了解一次碰撞和第二次碰撞之间的时间和距离差距的特征对于防止二次碰撞发生和改善道路安全至关重要。虽然以往的研究试图分析差距的变化，但在量化不同差距与各种影响因素之间的关系方面证据有限。本研究提出了一个双层堆叠框架来讨论时间和距离差距。具体而言，该框架在第一层以随机森林、梯度增强决策树和极端梯度增强作为基分类器，在第二层应用逻辑回归作为组合器。在此基础上，采用局部可解释模型不可知论解释(LIME)技术，从局部和全局两个角度对叠加模型的输出进行解释。通过二次碰撞识别和特征选择，收集了346起加州州际高速公路的二次碰撞和22起碰撞相关因素。结果表明，该模型在准确率、精密度和召回率指标上优于基本模型。基于LIME的解释表明，碰撞类型、距离、速度和体积是影响时间和距离差距的关键特征。

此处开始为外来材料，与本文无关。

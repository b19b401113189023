//! Dashboard KPIs rolled up from the collections
//!
//! Read-only: counts orders by status, shipments still moving, and the
//! RUB finance totals. Expense amounts are trusted as persisted; nothing is
//! re-converted with a live rate.

use crate::types::{Expense, Order, OrderStatus, Sale, Shipment};
use rust_decimal::Decimal;
use serde::{Deserialize, Serialize};
use std::collections::BTreeMap;

/// Order counts
#[derive(Debug, Clone, PartialEq, Eq, Serialize, Deserialize)]
#[serde(rename_all = "camelCase")]
pub struct OrderStats {
    /// All orders
    pub total: u64,

    /// One entry per status, zero-filled
    pub by_status: BTreeMap<OrderStatus, u64>,
}

/// Shipment counts
#[derive(Debug, Clone, Default, PartialEq, Eq, Serialize, Deserialize)]
#[serde(rename_all = "camelCase")]
pub struct ShipmentStats {
    /// Label printed, moving, or at customs
    pub in_transit: u64,

    /// All shipments
    pub total: u64,
}

/// Finance totals in RUB
#[derive(Debug, Clone, Default, PartialEq, Eq, Serialize, Deserialize)]
pub struct FinanceStats {
    /// Sum of expenses
    #[serde(rename = "expensesRUB")]
    pub expenses_rub: Decimal,

    /// Sum of sales
    #[serde(rename = "salesRUB")]
    pub sales_rub: Decimal,

    /// Sales minus expenses (may be negative)
    #[serde(rename = "marginRUB")]
    pub margin_rub: Decimal,
}

/// Dashboard payload
#[derive(Debug, Clone, PartialEq, Eq, Serialize, Deserialize)]
pub struct DashboardStats {
    /// Orders
    pub orders: OrderStats,

    /// Shipments
    pub shipments: ShipmentStats,

    /// Finance
    pub finance: FinanceStats,
}

/// Roll the collections up into dashboard KPIs.
///
/// Missing collections are passed as empty slices.
pub fn aggregate(
    orders: &[Order],
    shipments: &[Shipment],
    expenses: &[Expense],
    sales: &[Sale],
) -> DashboardStats {
    let mut by_status: BTreeMap<OrderStatus, u64> =
        OrderStatus::ALL.iter().map(|s| (*s, 0)).collect();
    for order in orders {
        *by_status.entry(order.status).or_insert(0) += 1;
    }

    let in_transit = shipments
        .iter()
        .filter(|s| s.status.is_in_transit())
        .count() as u64;

    let expenses_rub: Decimal = expenses.iter().map(|e| e.amount_rub).sum();
    let sales_rub: Decimal = sales.iter().map(|s| s.amount_rub).sum();

    DashboardStats {
        orders: OrderStats {
            total: orders.len() as u64,
            by_status,
        },
        shipments: ShipmentStats {
            in_transit,
            total: shipments.len() as u64,
        },
        finance: FinanceStats {
            expenses_rub,
            sales_rub,
            margin_rub: sales_rub - expenses_rub,
        },
    }
}

#[cfg(test)]
mod tests {
    use super::*;
    use crate::types::{Currency, EntityId, ExpenseType, ShipmentStatus};

    fn shipment(id: &str, status: ShipmentStatus) -> Shipment {
        Shipment {
            id: EntityId::new(id),
            carrier: "CDEK".to_string(),
            tracking_number: format!("TRK-{}", id),
            status,
            eta: None,
            cost_rub: None,
            checkpoints: vec![],
        }
    }

    fn expense(amount: i64, currency: Option<Currency>) -> Expense {
        Expense {
            id: EntityId::new("e"),
            expense_type: ExpenseType::Purchase,
            amount_rub: Decimal::from(amount),
            currency,
            rate: currency.map(|_| Decimal::from(13)),
            paid_at: None,
            note: None,
        }
    }

    fn sale(amount: i64) -> Sale {
        Sale {
            id: EntityId::new("s"),
            order_id: EntityId::new("o"),
            channel: None,
            amount_rub: Decimal::from(amount),
            paid_at: None,
        }
    }

    #[test]
    fn test_empty_collections_zero_filled() {
        let stats = aggregate(&[], &[], &[], &[]);

        assert_eq!(stats.orders.total, 0);
        assert_eq!(stats.orders.by_status.len(), 7);
        assert!(stats.orders.by_status.values().all(|&n| n == 0));
        assert_eq!(stats.finance.margin_rub, Decimal::ZERO);
    }

    #[test]
    fn test_order_counts() {
        let orders: Vec<Order> = [OrderStatus::Draft, OrderStatus::Paid, OrderStatus::Paid]
            .into_iter()
            .enumerate()
            .map(|(i, status)| Order {
                id: EntityId::new(i.to_string()),
                status,
                shipment_id: None,
                items: vec![],
                created_at: None,
                note: None,
            })
            .collect();

        let stats = aggregate(&orders, &[], &[], &[]);
        assert_eq!(stats.orders.total, 3);
        assert_eq!(stats.orders.by_status[&OrderStatus::Paid], 2);
        assert_eq!(stats.orders.by_status[&OrderStatus::Cancelled], 0);
    }

    #[test]
    fn test_in_transit_counts() {
        let shipments = vec![
            shipment("1", ShipmentStatus::Label),
            shipment("2", ShipmentStatus::InTransit),
            shipment("3", ShipmentStatus::Customs),
            shipment("4", ShipmentStatus::Delivered),
            shipment("5", ShipmentStatus::Lost),
            shipment("6", ShipmentStatus::Returned),
        ];

        let stats = aggregate(&[], &shipments, &[], &[]);
        assert_eq!(stats.shipments.in_transit, 3);
        assert_eq!(stats.shipments.total, 6);
    }

    #[test]
    fn test_negative_margin() {
        let expenses = vec![expense(700, None), expense(500, Some(Currency::CNY))];
        let sales = vec![sale(1000)];

        let stats = aggregate(&[], &[], &expenses, &sales);
        assert_eq!(stats.finance.expenses_rub, Decimal::from(1200));
        assert_eq!(stats.finance.sales_rub, Decimal::from(1000));
        assert_eq!(stats.finance.margin_rub, Decimal::from(-200));
    }

    #[test]
    fn test_serialized_shape() {
        let stats = aggregate(&[], &[], &[], &[sale(5)]);
        let json = serde_json::to_value(&stats).unwrap();

        assert_eq!(json["orders"]["byStatus"].as_object().unwrap().len(), 7);
        assert_eq!(json["orders"]["byStatus"]["cancelled"], 0);
        assert_eq!(json["shipments"]["inTransit"], 0);
        assert_eq!(json["finance"]["salesRUB"], 5.0);
    }
}
//! Error types for the core engines

use crate::types::{EntityId, OrderStatus};
use thiserror::Error;

/// Result type for core operations
pub type Result<T> = std::result::Result<T, Error>;

/// Core errors
///
/// Only the order state machine fails. Pricing and stock projection are
/// total functions over sanitized input.
#[derive(Error, Debug, Clone, PartialEq, Eq)]
pub enum Error {
    /// Requested status moves backwards in the lifecycle
    #[error("Invalid transition for order {order_id}: {from} -> {to}")]
    InvalidTransition {
        /// Order being changed
        order_id: EntityId,
        /// Stored status
        from: OrderStatus,
        /// Requested status
        to: OrderStatus,
    },

    /// Shipped/delivered order without a shipment id
    #[error("Order {order_id} cannot be {status} without a shipment reference")]
    MissingShipmentReference {
        /// Order being changed
        order_id: EntityId,
        /// Requested status
        status: OrderStatus,
    },

    /// Semantic validation failure
    #[error("Validation error: {0}")]
    Validation(String),

    /// Generic error
    #[error("{0}")]
    Other(String),
}

impl Error {
    /// Whether this is a lifecycle rejection (as opposed to bad input)
    pub fn is_transition_error(&self) -> bool {
        matches!(
            self,
            Error::InvalidTransition { .. } | Error::MissingShipmentReference { .. }
        )
    }
}

impl From<String> for Error {
    fn from(msg: String) -> Self {
        Error::Other(msg)
    }
}

impl From<&str> for Error {
    fn from(msg: &str) -> Self {
        Error::Other(msg.to_string())
    }
}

更高的容量可以延长队列长度，并增加从次要崩溃到主崩溃之间的距离差距。而碰撞类型、高峰时段、工作日、涉及的卡车和拖车可能会导致长距离差距。相反，当次要道路与主干道方向相同且靠近主干道时，距离差距更短。较低的转速是导致长间隙的重要因素，而较高的转速与短间隙相关。这些研究结果将有助于深入了解各因素对时间和距离差距的影响，并帮助决策者制定准确的决策，以防止二次碰撞。

本文章由计算机程序翻译，如有差异，请以英文原文为准。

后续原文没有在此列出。